Dr. G. A. Young, Omaha:

In closing this discussion there are two points I wish to touch upon. First, with regard to the use of salvarsan in syphilitic involvement of the optic nerve and retina. Questions as to the safety of Salvarsan refer to the possible neurotropic action of the drug. Ehrlich and his followers state that the neural relapses following the use of Salvarsan and effecting the cranial nerves are no more frequent than those following treatment by mercury; that they are not due to a neurotropic action of the arsenic, but are due rather to insufficient treatment. Therefore, we should not be afraid to use Salvarsan in specific disease of the eye, but should use it promptly and fearlessly.

Secondly, we should keep in mind that destruction of tissue in the central nervous system is irreparable. Consequently, we want prompt action in our therapy of syphilis of the delicate nerve structures. Once granted that Salvarsan given properly is not neurotropic, then we have an agent which in its quickness of action is especially suited to the therapy of nerve syphilis.

Ectopic Pregnancy.

*By HARRY A. TAYLOR, M. D., University Place, Neb.

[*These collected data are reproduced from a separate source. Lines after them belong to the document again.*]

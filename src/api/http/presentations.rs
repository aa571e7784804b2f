use axum::{
    Extension, Json,
    extract::{Path, Query, State},
    http::StatusCode,
};
use serde::Deserialize;
use uuid::Uuid;

use crate::{
    app::state::AppState,
    auth::middleware::Identity,
    dto::{
        groups::AnnotationSnapshotResponse,
        presentations::{
            CourseLiveResponse, CreatePresentationRequest, NavigateRequest,
            PresentationListResponse, PresentationView, UpdatePresentationRequest,
        },
    },
    error::AppError,
    models::presence::PresenceViewer,
    usecases::{
        groups::GroupService, live::LiveSessionService, presence::PresenceService,
        presentations::PresentationService,
    },
};

pub async fn create_presentation_handle(
    State(state): State<AppState>,
    Extension(identity): Extension<Identity>,
    Json(req): Json<CreatePresentationRequest>,
) -> Result<(StatusCode, Json<PresentationView>), AppError> {
    let response = PresentationService::create_presentation(&state.db, &identity, req).await?;
    Ok((StatusCode::CREATED, Json(response)))
}

pub async fn get_presentation_handle(
    State(state): State<AppState>,
    Extension(identity): Extension<Identity>,
    Path(presentation_id): Path<Uuid>,
) -> Result<Json<PresentationView>, AppError> {
    let response =
        PresentationService::get_presentation(&state.db, presentation_id, &identity).await?;
    Ok(Json(response))
}

pub async fn list_course_presentations_handle(
    State(state): State<AppState>,
    Extension(identity): Extension<Identity>,
    Path(course_id): Path<Uuid>,
) -> Result<Json<PresentationListResponse>, AppError> {
    let response = PresentationService::list_by_course(&state.db, course_id, &identity).await?;
    Ok(Json(response))
}

pub async fn update_presentation_handle(
    State(state): State<AppState>,
    Extension(identity): Extension<Identity>,
    Path(presentation_id): Path<Uuid>,
    Json(req): Json<UpdatePresentationRequest>,
) -> Result<Json<PresentationView>, AppError> {
    let response =
        PresentationService::update_presentation(&state.db, presentation_id, &identity, req)
            .await?;
    Ok(Json(response))
}

pub async fn delete_presentation_handle(
    State(state): State<AppState>,
    Extension(identity): Extension<Identity>,
    Path(presentation_id): Path<Uuid>,
) -> Result<StatusCode, AppError> {
    PresentationService::delete_presentation(&state.db, presentation_id, &identity).await?;
    Ok(StatusCode::NO_CONTENT)
}

pub async fn go_live_handle(
    State(state): State<AppState>,
    Extension(identity): Extension<Identity>,
    Path(presentation_id): Path<Uuid>,
) -> Result<Json<PresentationView>, AppError> {
    let response =
        LiveSessionService::go_live(&state.db, &state.rooms, presentation_id, &identity).await?;
    Ok(Json(response))
}

pub async fn end_live_handle(
    State(state): State<AppState>,
    Extension(identity): Extension<Identity>,
    Path(presentation_id): Path<Uuid>,
) -> Result<Json<PresentationView>, AppError> {
    let response =
        LiveSessionService::end_live(&state.db, &state.rooms, presentation_id, &identity).await?;
    Ok(Json(response))
}

pub async fn navigate_handle(
    State(state): State<AppState>,
    Extension(identity): Extension<Identity>,
    Path(presentation_id): Path<Uuid>,
    Json(req): Json<NavigateRequest>,
) -> Result<Json<PresentationView>, AppError> {
    let response = LiveSessionService::navigate(
        &state.db,
        &state.rooms,
        presentation_id,
        &identity,
        req.direction,
    )
    .await?;
    Ok(Json(response))
}

pub async fn course_live_handle(
    State(state): State<AppState>,
    Extension(identity): Extension<Identity>,
    Path(course_id): Path<Uuid>,
) -> Result<Json<CourseLiveResponse>, AppError> {
    let response = LiveSessionService::current_live(&state.db, course_id, &identity).await?;
    Ok(Json(response))
}

#[derive(Debug, Deserialize)]
pub struct AnnotationQuery {
    pub slide_index: i32,
}

pub async fn annotations_handle(
    State(state): State<AppState>,
    Extension(identity): Extension<Identity>,
    Path(presentation_id): Path<Uuid>,
    Query(query): Query<AnnotationQuery>,
) -> Result<Json<AnnotationSnapshotResponse>, AppError> {
    let presentation =
        crate::usecases::presentations::require_presentation(&state.db, presentation_id).await?;
    crate::usecases::presentations::ensure_can_view(&presentation, &identity)?;

    let (comments, groups) =
        GroupService::load_annotations(&state.db, presentation_id, query.slide_index).await?;
    Ok(Json(AnnotationSnapshotResponse {
        slide_index: query.slide_index,
        comments,
        groups,
    }))
}

pub async fn presence_handle(
    State(state): State<AppState>,
    Extension(identity): Extension<Identity>,
    Path(presentation_id): Path<Uuid>,
) -> Result<Json<Vec<PresenceViewer>>, AppError> {
    let presentation =
        crate::usecases::presentations::require_presentation(&state.db, presentation_id).await?;
    crate::usecases::presentations::ensure_can_view(&presentation, &identity)?;

    let viewers =
        PresenceService::list_viewers(&state.db, state.redis.as_ref(), presentation_id).await?;
    Ok(Json(viewers))
}
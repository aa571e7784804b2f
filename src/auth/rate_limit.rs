use crate::app::state::AppState;
use axum::{
    extract::{ConnectInfo, Request, State},
    http::StatusCode,
    middleware::Next,
    response::Response,
};
use redis::AsyncCommands;
use std::net::SocketAddr;

const WINDOW_SECS: i64 = 60;
const MAX_WRITES_PER_WINDOW: u64 = 30;

/// Redis-backed fixed-window limiter on annotation writes. Fails open when
/// redis is unavailable so the session keeps working without it.
pub async fn rate_limit_middleware(
    State(state): State<AppState>,
    ConnectInfo(addr): ConnectInfo<SocketAddr>,
    req: Request,
    next: Next,
) -> Result<Response, StatusCode> {
    if let Some(client) = &state.redis {
        match client.get_multiplexed_async_connection().await {
            Ok(mut conn) => {
                let ip = addr.ip().to_string();
                let path = req.uri().path().to_string();
                let key = format!("rate_limit:{}:{}", path, ip);

                let count: u64 = match conn.incr(&key, 1).await {
                    Ok(c) => c,
                    Err(e) => {
                        tracing::error!("Redis incr error: {}", e);
                        return Ok(next.run(req).await);
                    }
                };

                if count == 1 {
                    if let Err(e) = conn.expire::<_, ()>(&key, WINDOW_SECS).await {
                        tracing::error!("Redis expire error: {}", e);
                    }
                }

                if count > MAX_WRITES_PER_WINDOW {
                    return Err(StatusCode::TOO_MANY_REQUESTS);
                }
            }
            Err(e) => {
                tracing::error!("Redis connection error: {}", e);
            }
        }
    }

    Ok(next.run(req).await)
}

The term ectopic gestation is applied when a pregnancy develops outside of the uterus. It may occur in a tube or an ovary, or, secondary to a rupture of either of the above, may later continue to develop in the broad ligament or the abdominal cavity. The occurrence of an ovarian pregnancy is so exceedingly rare that only in very recent years has its existence been definitely proven. Possible fertilization of the ovum may occur in the abdominal cavity but the product of conception is at once destroyed and absorbed by the peritoneum. As practically all ectopic pregnancies are tubal in origin, this paper will be confined to that variety alone.

*Read before the Nebraska State Medical Association, Lincoln, May 7-9, 1912.

TUBAL PREGNANCIES-CAUSES

Tubal gestations are comparatively common, perhaps one in every one hundred pregnancies. While found more frequently after a long period of sterility, it may occur a short time after confinement. It is observed in multipara and primipara and may coexist with a normal pregnancy. Cases are on record where both tubes were involved at the same time. A number of instances of repeated tubal pregnancies have been reported. The phenomenon is probably due to some obstruction inside the tube or without, which diminishes its lumen so the fertilized ovum cannot easily pass. Usually the trouble is within the tube.

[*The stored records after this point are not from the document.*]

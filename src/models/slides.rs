use chrono::{DateTime, Utc};
use serde::{Deserialize, Serialize};
use sqlx::prelude::FromRow;
use uuid::Uuid;

/// Slide kind mapping for deck.slide_kind.
#[derive(Debug, Clone, Copy, Serialize, Deserialize, sqlx::Type, PartialEq, Eq)]
#[serde(rename_all = "lowercase")]
#[sqlx(type_name = "deck.slide_kind", rename_all = "lowercase")]
pub enum SlideKind {
    Content,
    Image,
    Mcq,
    Open,
    Imported,
}

/// Closed tagged union over slide payloads, resolved once at the repository
/// boundary. The rest of the engine never shape-sniffs slide content.
#[derive(Debug, Clone, Serialize, Deserialize, PartialEq)]
#[serde(tag = "kind", rename_all = "lowercase")]
pub enum SlideBody {
    #[serde(rename_all = "camelCase")]
    Content {
        title: Option<String>,
        text: String,
    },
    #[serde(rename_all = "camelCase")]
    Image {
        url: String,
        caption: Option<String>,
    },
    #[serde(rename_all = "camelCase")]
    Mcq {
        prompt: String,
        options: Vec<String>,
    },
    #[serde(rename_all = "camelCase")]
    Open { prompt: String },
    #[serde(rename_all = "camelCase")]
    Imported {
        source_url: String,
        page: i32,
    },
}

impl SlideBody {
    /// The kind column is derived from the body tag; the two must agree.
    pub fn kind(&self) -> SlideKind {
        match self {
            SlideBody::Content { .. } => SlideKind::Content,
            SlideBody::Image { .. } => SlideKind::Image,
            SlideBody::Mcq { .. } => SlideKind::Mcq,
            SlideBody::Open { .. } => SlideKind::Open,
            SlideBody::Imported { .. } => SlideKind::Imported,
        }
    }

    /// Poll option list for mcq slides, None otherwise.
    pub fn poll_options(&self) -> Option<&[String]> {
        match self {
            SlideBody::Mcq { options, .. } => Some(options),
            _ => None,
        }
    }
}

/// Slide model mapped to deck.slide.
///
/// position values are dense and monotonic within a presentation; every
/// mutation that changes position renumbers all affected siblings.
#[derive(Debug, Clone, Serialize, Deserialize, FromRow)]
pub struct Slide {
    pub id: Uuid,
    pub presentation_id: Uuid,
    pub position: i32,
    pub kind: SlideKind,
    #[sqlx(json)]
    pub body: SlideBody,
    pub created_at: DateTime<Utc>,
    pub updated_at: DateTime<Utc>,
}

#[cfg(test)]
mod tests {
    use super::*;

    #[test]
    fn body_kind_matches_variant() {
        let body = SlideBody::Mcq {
            prompt: "Pick one".to_string(),
            options: vec!["a".to_string(), "b".to_string()],
        };
        assert_eq!(body.kind(), SlideKind::Mcq);
        assert_eq!(body.poll_options().map(|o| o.len()), Some(2));

        let body = SlideBody::Open {
            prompt: "Why?".to_string(),
        };
        assert_eq!(body.kind(), SlideKind::Open);
        assert!(body.poll_options().is_none());
    }

    #[test]
    fn body_serializes_with_kind_tag() {
        let body = SlideBody::Image {
            url: "https://cdn.example.com/s1.png".to_string(),
            caption: None,
        };
        let value = serde_json::to_value(&body).expect("serialize");
        assert_eq!(value["kind"], "image");
        assert_eq!(value["url"], "https://cdn.example.com/s1.png");
    }

    #[test]
    fn unknown_kind_is_rejected() {
        let result: Result<SlideBody, _> =
            serde_json::from_str(r#"{"kind":"video","url":"x"}"#);
        assert!(result.is_err());
    }
}
use axum::{
    extract::{Request, State},
    http::header,
    middleware::Next,
    response::Response,
};
use uuid::Uuid;

use crate::{app::state::AppState, error::AppError};

pub const ANON_ID_HEADER: &str = "x-anon-id";
pub const ANON_NAME_HEADER: &str = "x-anon-name";

const DEFAULT_ANON_NAME: &str = "Anonymous";

#[derive(Debug, Clone, Copy, PartialEq, Eq)]
pub enum Role {
    Instructor,
    Student,
}

impl Role {
    fn parse(value: &str) -> Option<Self> {
        match value {
            "instructor" => Some(Self::Instructor),
            "student" => Some(Self::Student),
            _ => None,
        }
    }
}

/// The identity a request acts as. Accounts come from the external auth
/// provider's token; anonymous viewers carry a client-generated pseudo-id
/// that is stable per browser profile but spoofable by design.
#[derive(Debug, Clone)]
pub enum Identity {
    Account {
        user_id: Uuid,
        display_name: String,
        role: Role,
    },
    Anonymous {
        viewer_id: Uuid,
        display_name: String,
    },
}

impl Identity {
    /// The id likes, votes, and authorship are tracked under.
    pub fn participant_id(&self) -> Uuid {
        match self {
            Identity::Account { user_id, .. } => *user_id,
            Identity::Anonymous { viewer_id, .. } => *viewer_id,
        }
    }

    pub fn display_name(&self) -> &str {
        match self {
            Identity::Account { display_name, .. } => display_name,
            Identity::Anonymous { display_name, .. } => display_name,
        }
    }

    pub fn is_instructor(&self) -> bool {
        matches!(
            self,
            Identity::Account {
                role: Role::Instructor,
                ..
            }
        )
    }

    pub fn is_anonymous(&self) -> bool {
        matches!(self, Identity::Anonymous { .. })
    }
}

/// Requires an account token. Used for authoring and live-control routes.
pub async fn auth_middleware(
    State(state): State<AppState>,
    mut req: Request,
    next: Next,
) -> Result<Response, AppError> {
    let token = bearer_token(&req).ok_or(AppError::Unauthorized(
        "Missing authorization token".to_string(),
    ))?;
    let identity = account_identity(&state, &token)?;

    req.extensions_mut().insert(identity);

    Ok(next.run(req).await)
}

/// Accepts an account token or an anonymous pseudo-id. Used for viewer
/// routes; whether an anonymous identity may actually see a presentation
/// depends on its audience mode and is checked in the usecases.
pub async fn viewer_middleware(
    State(state): State<AppState>,
    mut req: Request,
    next: Next,
) -> Result<Response, AppError> {
    let identity = if let Some(token) = bearer_token(&req) {
        account_identity(&state, &token)?
    } else if let Some(viewer_id) = anon_id(&req) {
        let display_name = anon_name(&req).unwrap_or_else(|| DEFAULT_ANON_NAME.to_string());
        Identity::Anonymous {
            viewer_id,
            display_name,
        }
    } else {
        return Err(AppError::Unauthorized(
            "Missing authorization token or anonymous id".to_string(),
        ));
    };

    req.extensions_mut().insert(identity);

    Ok(next.run(req).await)
}

fn account_identity(state: &AppState, token: &str) -> Result<Identity, AppError> {
    let claims = state
        .jwt_config
        .verify_token(token)
        .map_err(|e| AppError::Unauthorized(format!("Invalid token: {}", e)))?;

    let user_id = Uuid::parse_str(&claims.sub)
        .map_err(|_| AppError::Unauthorized("Invalid user id".to_string()))?;
    let role = Role::parse(&claims.role)
        .ok_or(AppError::Unauthorized("Unknown role".to_string()))?;

    Ok(Identity::Account {
        user_id,
        display_name: claims.name,
        role,
    })
}

fn bearer_token(req: &Request) -> Option<String> {
    req.headers()
        .get(header::AUTHORIZATION)
        .and_then(|value| value.to_str().ok())
        .and_then(|val| val.strip_prefix("Bearer "))
        .map(str::to_string)
        .or_else(|| query_params(req).get("token").cloned())
}

fn anon_id(req: &Request) -> Option<Uuid> {
    req.headers()
        .get(ANON_ID_HEADER)
        .and_then(|value| value.to_str().ok())
        .map(str::to_string)
        .or_else(|| query_params(req).get("anonId").cloned())
        .and_then(|value| Uuid::parse_str(&value).ok())
}

fn anon_name(req: &Request) -> Option<String> {
    req.headers()
        .get(ANON_NAME_HEADER)
        .and_then(|value| value.to_str().ok())
        .map(str::to_string)
        .or_else(|| query_params(req).get("anonName").cloned())
        .filter(|value| !value.trim().is_empty())
}

fn query_params(req: &Request) -> std::collections::HashMap<String, String> {
    let query = req.uri().query().unwrap_or("");
    serde_urlencoded::from_str(query).unwrap_or_default()
}
use std::{env, error::Error, sync::OnceLock};

use opentelemetry::KeyValue;
use opentelemetry::global;
use opentelemetry::trace::TracerProvider;
use opentelemetry_otlp::WithExportConfig;
use opentelemetry_sdk::{Resource, propagation::TraceContextPropagator, trace as sdktrace};
use tracing_opentelemetry::OpenTelemetryLayer;
use tracing_subscriber::Registry;

const DEFAULT_SERVICE_NAME: &str = "slidecast-api";
const DEFAULT_TRACER_NAME: &str = "slidecast";

static TRACER_PROVIDER: OnceLock<sdktrace::SdkTracerProvider> = OnceLock::new();

/// Builds the OTLP export layer when OTEL_EXPORTER_OTLP_ENDPOINT is set.
/// Returns None (tracing stays local-only) when it is not.
pub fn build_otel_layer()
-> Result<Option<OpenTelemetryLayer<Registry, sdktrace::Tracer>>, Box<dyn Error + Send + Sync>> {
    let endpoint = match env::var("OTEL_EXPORTER_OTLP_ENDPOINT") {
        Ok(endpoint) => endpoint,
        Err(_) => return Ok(None),
    };
    let service_name =
        env::var("OTEL_SERVICE_NAME").unwrap_or_else(|_| DEFAULT_SERVICE_NAME.to_string());

    global::set_text_map_propagator(TraceContextPropagator::new());

    let resource = Resource::builder()
        .with_service_name(service_name)
        .with_attribute(KeyValue::new(
            "service.version",
            env!("CARGO_PKG_VERSION").to_string(),
        ))
        .build();

    let exporter = opentelemetry_otlp::SpanExporter::builder()
        .with_tonic()
        .with_endpoint(endpoint)
        .build()?;

    let tracer_provider = sdktrace::SdkTracerProvider::builder()
        .with_resource(resource)
        .with_batch_exporter(exporter)
        .build();

    let tracer = tracer_provider.tracer(DEFAULT_TRACER_NAME);
    let _ = TRACER_PROVIDER.set(tracer_provider.clone());
    global::set_tracer_provider(tracer_provider);

    Ok(Some(OpenTelemetryLayer::new(tracer)))
}

pub fn shutdown_tracer_provider() {
    if let Some(provider) = TRACER_PROVIDER.get() {
        if let Err(err) = provider.shutdown() {
            tracing::warn!("OpenTelemetry tracer shutdown failed: {}", err);
        }
    }
}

Of the intratubal causes the most frequent is chronic salpingitis. The long continued inflammation provokes a hypertrophy of the mucous membrane, and with the adhesions resulting, brings about a condition where the fertilized ovum is so long arrested in its descent that it becomes permanently attached. Certain natural peristaltic movements of the fallopian tube, aiding the passage of the fertilized ovum to its normal uterine position, are hindered by the hypertrophy and the constriction of its lumen. Much the same condition pertains to neoplasms, congenital malformations and displacements of the tube.

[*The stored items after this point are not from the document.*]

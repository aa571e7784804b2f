use sqlx::PgPool;
use uuid::Uuid;

use crate::{
    auth::middleware::Identity,
    dto::presentations::{CourseLiveResponse, NavigationDirection, PresentationView},
    error::AppError,
    realtime::{protocol::ServerMessage, room},
    repositories::{
        courses as course_repo, presentations as presentation_repo, slides as slide_repo,
    },
    telemetry::BusinessEvent,
    usecases::presentations::{
        PresentationService, ensure_can_view, ensure_presenter, require_presentation,
    },
};

pub struct LiveSessionService;

impl LiveSessionService {
    /// Promotes this presentation to the course's live session. Demotion of
    /// every other deck, promotion, and the course pointer move commit as
    /// one transaction; whatever fails, the course never ends up with two
    /// live presentations.
    pub async fn go_live(
        pool: &PgPool,
        rooms: &room::Rooms,
        presentation_id: Uuid,
        identity: &Identity,
    ) -> Result<PresentationView, AppError> {
        let presentation = require_presentation(pool, presentation_id).await?;
        let actor_id = ensure_presenter(&presentation, identity)?;

        let mut tx = pool.begin().await?;
        let demoted =
            presentation_repo::demote_live_in_course(&mut tx, presentation.course_id, presentation_id)
                .await?;
        let promoted = presentation_repo::set_live(&mut tx, presentation_id, true)
            .await?
            .ok_or(AppError::NotFound("Presentation not found".to_string()))?;
        course_repo::set_live_pointer(&mut tx, presentation.course_id, Some(presentation_id))
            .await?;
        tx.commit().await?;

        BusinessEvent::PresentationWentLive {
            presentation_id,
            course_id: promoted.course_id,
            actor_id,
            demoted: demoted.clone(),
        }
        .log();

        // A demoted deck had viewers only if the instructor switched decks
        // mid-class; those sessions get a terminal frame, not a frozen slide.
        for demoted_id in demoted {
            room::publish(
                rooms,
                demoted_id,
                ServerMessage::SessionEnded {
                    presentation_id: demoted_id,
                },
            );
        }

        let view = PresentationService::to_view(pool, promoted).await?;
        room::publish(
            rooms,
            presentation_id,
            ServerMessage::Presentation {
                presentation: view.clone(),
            },
        );

        Ok(view)
    }

    /// Moves the current slide one step, clamped to the deck. Every
    /// connected session re-scopes its annotation feed when the resulting
    /// presentation frame arrives.
    pub async fn navigate(
        pool: &PgPool,
        rooms: &room::Rooms,
        presentation_id: Uuid,
        identity: &Identity,
        direction: NavigationDirection,
    ) -> Result<PresentationView, AppError> {
        let mut tx = pool.begin().await?;
        let presentation = presentation_repo::lock_presentation(&mut tx, presentation_id)
            .await?
            .ok_or(AppError::NotFound("Presentation not found".to_string()))?;
        ensure_presenter(&presentation, identity)?;
        if !presentation.is_live {
            return Err(AppError::Conflict(
                "Presentation is not live".to_string(),
            ));
        }

        let slide_count = slide_repo::count_slides_in_tx(&mut tx, presentation_id).await?;
        let target = clamp_slide_index(presentation.current_slide_index, direction, slide_count);
        let changed = target != presentation.current_slide_index;
        let updated = if changed {
            presentation_repo::set_current_slide(&mut tx, presentation_id, target)
                .await?
                .ok_or(AppError::NotFound("Presentation not found".to_string()))?
        } else {
            presentation
        };
        tx.commit().await?;

        let view = PresentationView::from_record(updated, slide_count);
        if changed {
            BusinessEvent::PresentationNavigated {
                presentation_id,
                slide_index: target,
            }
            .log();
            room::publish(
                rooms,
                presentation_id,
                ServerMessage::Presentation {
                    presentation: view.clone(),
                },
            );
        }

        Ok(view)
    }

    /// Ends the live session. Idempotent: ending an already-ended deck just
    /// returns its current state.
    pub async fn end_live(
        pool: &PgPool,
        rooms: &room::Rooms,
        presentation_id: Uuid,
        identity: &Identity,
    ) -> Result<PresentationView, AppError> {
        let presentation = require_presentation(pool, presentation_id).await?;
        let actor_id = ensure_presenter(&presentation, identity)?;
        if !presentation.is_live {
            return PresentationService::to_view(pool, presentation).await;
        }

        let mut tx = pool.begin().await?;
        let updated = presentation_repo::set_live(&mut tx, presentation_id, false)
            .await?
            .ok_or(AppError::NotFound("Presentation not found".to_string()))?;
        course_repo::clear_live_pointer(&mut tx, updated.course_id, presentation_id).await?;
        tx.commit().await?;

        BusinessEvent::PresentationEnded {
            presentation_id,
            course_id: updated.course_id,
            actor_id,
        }
        .log();

        let view = PresentationService::to_view(pool, updated).await?;
        room::publish(
            rooms,
            presentation_id,
            ServerMessage::Presentation {
                presentation: view.clone(),
            },
        );
        room::publish(
            rooms,
            presentation_id,
            ServerMessage::SessionEnded { presentation_id },
        );

        Ok(view)
    }

    /// Resolves the course's live pointer for joining viewers. None means
    /// nothing is live yet; clients keep polling until one appears.
    pub async fn current_live(
        pool: &PgPool,
        course_id: Uuid,
        identity: &Identity,
    ) -> Result<CourseLiveResponse, AppError> {
        course_repo::find_course_by_id(pool, course_id)
            .await?
            .ok_or(AppError::NotFound("Course not found".to_string()))?;

        let presentation = course_repo::get_live_presentation(pool, course_id).await?;
        let presentation = match presentation {
            Some(presentation) => {
                ensure_can_view(&presentation, identity)?;
                Some(PresentationService::to_view(pool, presentation).await?)
            }
            None => None,
        };

        Ok(CourseLiveResponse { presentation })
    }
}

/// Clamps one navigation step to [0, slide_count - 1]. An empty deck pins
/// the index at 0.
pub(crate) fn clamp_slide_index(
    current: i32,
    direction: NavigationDirection,
    slide_count: i64,
) -> i32 {
    let last = i32::try_from(slide_count.max(0)).unwrap_or(i32::MAX).saturating_sub(1).max(0);
    let stepped = match direction {
        NavigationDirection::Next => current.saturating_add(1),
        NavigationDirection::Prev => current.saturating_sub(1),
    };
    stepped.clamp(0, last)
}

#[cfg(test)]
mod tests {
    use super::*;

    #[test]
    fn navigation_clamps_at_the_last_slide() {
        let mut index = 0;
        for _ in 0..4 {
            index = clamp_slide_index(index, NavigationDirection::Next, 5);
        }
        assert_eq!(index, 4);
        // A fifth next stays clamped.
        assert_eq!(clamp_slide_index(index, NavigationDirection::Next, 5), 4);
    }

    #[test]
    fn navigation_clamps_at_zero() {
        assert_eq!(clamp_slide_index(0, NavigationDirection::Prev, 5), 0);
        assert_eq!(clamp_slide_index(1, NavigationDirection::Prev, 5), 0);
    }

    #[test]
    fn empty_deck_pins_index_at_zero() {
        assert_eq!(clamp_slide_index(0, NavigationDirection::Next, 0), 0);
        assert_eq!(clamp_slide_index(0, NavigationDirection::Prev, 0), 0);
    }

    #[test]
    fn out_of_range_index_recovers_into_bounds() {
        // A shrunken deck leaves the stored index past the end; the next
        // step lands back inside the deck.
        assert_eq!(clamp_slide_index(9, NavigationDirection::Next, 3), 2);
        assert_eq!(clamp_slide_index(9, NavigationDirection::Prev, 3), 2);
    }
}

Pelvic adhesions and tumors are the usual extratubal causes of ectopic pregnancy.

CLASSIFICATION

The gestation may take place in any part of the tube, being most frequent in the ampullar end, less so in the isthmic part, and very rare in the interstitial portion. A tubo-ovarian pregnancy is really a subdivision of the ampullar type in which the fimbriated end becomes adherent to the ovary and the latter forms a part of the gestation sac.

COURSE

Immediately upon conception the tube begins to hypertrophy and to enlarge, while the blood supply is much increased. By the eighth week the abdominal opening is entirely closed. As development goes on the wall becomes thin and greatly weakened at the attachment of the chorionic villi.

There are four ways of tubal gestation terminating:

1. Tubal abortion.

2. Rupture of the tube.

3. Death of the embryo before tubal rupture.